━━ Available data

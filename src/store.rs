/// Bounded per-sensor reading history
use std::collections::VecDeque;

use crate::models::{Role, SensorReading};

/// Smallest window a store will keep, whatever is requested
pub const MIN_CAPACITY: usize = 5;

/// Window size used when none is configured
pub const DEFAULT_CAPACITY: i32 = 20;

/// Largest window accepted from configuration
pub const MAX_CAPACITY: i32 = 1000;

/// FIFO of the most recent readings of one sensor
///
/// Appending to a full store evicts the oldest reading. The averages are
/// plain arithmetic means over everything held and return 0 for an empty
/// store, so callers have to check `size()` to tell "no data" from zero.
#[derive(Debug, Clone)]
pub struct RollingSensorStore {
    readings: VecDeque<SensorReading>,
    capacity: usize,
}

impl RollingSensorStore {
    pub fn new(max_entries: i32) -> Self {
        let capacity = usize::try_from(max_entries)
            .unwrap_or(0)
            .max(MIN_CAPACITY);
        Self {
            readings: VecDeque::new(),
            capacity,
        }
    }

    pub fn append(&mut self, reading: SensorReading) {
        if self.readings.len() >= self.capacity {
            self.readings.pop_front();
        }
        self.readings.push_back(reading);
    }

    pub fn average_temperature(&self) -> f64 {
        self.average(|r| r.temperature)
    }

    pub fn average_humidity(&self) -> f64 {
        self.average(|r| r.humidity)
    }

    pub fn average_dew_point(&self) -> f64 {
        self.average(|r| r.dew_point)
    }

    pub fn size(&self) -> usize {
        self.readings.len()
    }

    pub fn capacity(&self) -> usize {
        self.capacity
    }

    /// Most recently appended reading
    pub fn latest(&self) -> Option<&SensorReading> {
        self.readings.back()
    }

    /// Readings oldest first
    pub fn iter(&self) -> impl Iterator<Item = &SensorReading> {
        self.readings.iter()
    }

    fn average<F>(&self, value: F) -> f64
    where
        F: Fn(&SensorReading) -> f64,
    {
        if self.readings.is_empty() {
            return 0.0;
        }
        let sum: f64 = self.iter().map(value).sum();
        sum / self.readings.len() as f64
    }
}

/// One store per sensor role
#[derive(Debug, Clone)]
pub struct SensorStores {
    pub inside: RollingSensorStore,
    pub outside: RollingSensorStore,
}

impl SensorStores {
    pub fn new(max_entries: i32) -> Self {
        Self {
            inside: RollingSensorStore::new(max_entries),
            outside: RollingSensorStore::new(max_entries),
        }
    }

    pub fn for_role(&self, role: Role) -> &RollingSensorStore {
        match role {
            Role::Inside => &self.inside,
            Role::Outside => &self.outside,
        }
    }

    pub fn for_role_mut(&mut self, role: Role) -> &mut RollingSensorStore {
        match role {
            Role::Inside => &mut self.inside,
            Role::Outside => &mut self.outside,
        }
    }
}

━━━━

What is being asked: Would you return each line of the material above, unchanged, from the first one through the line where "pub const MIN_CAPACITY: usize = 5;" appears?

Answer section:
filename src/store.rs
/// Bounded per-sensor reading history
use std::collections::VecDeque;

use crate::models::{Role, SensorReading};

/// Smallest window a store will keep, whatever is requested
pub const MIN_CAPACITY: usize = 5;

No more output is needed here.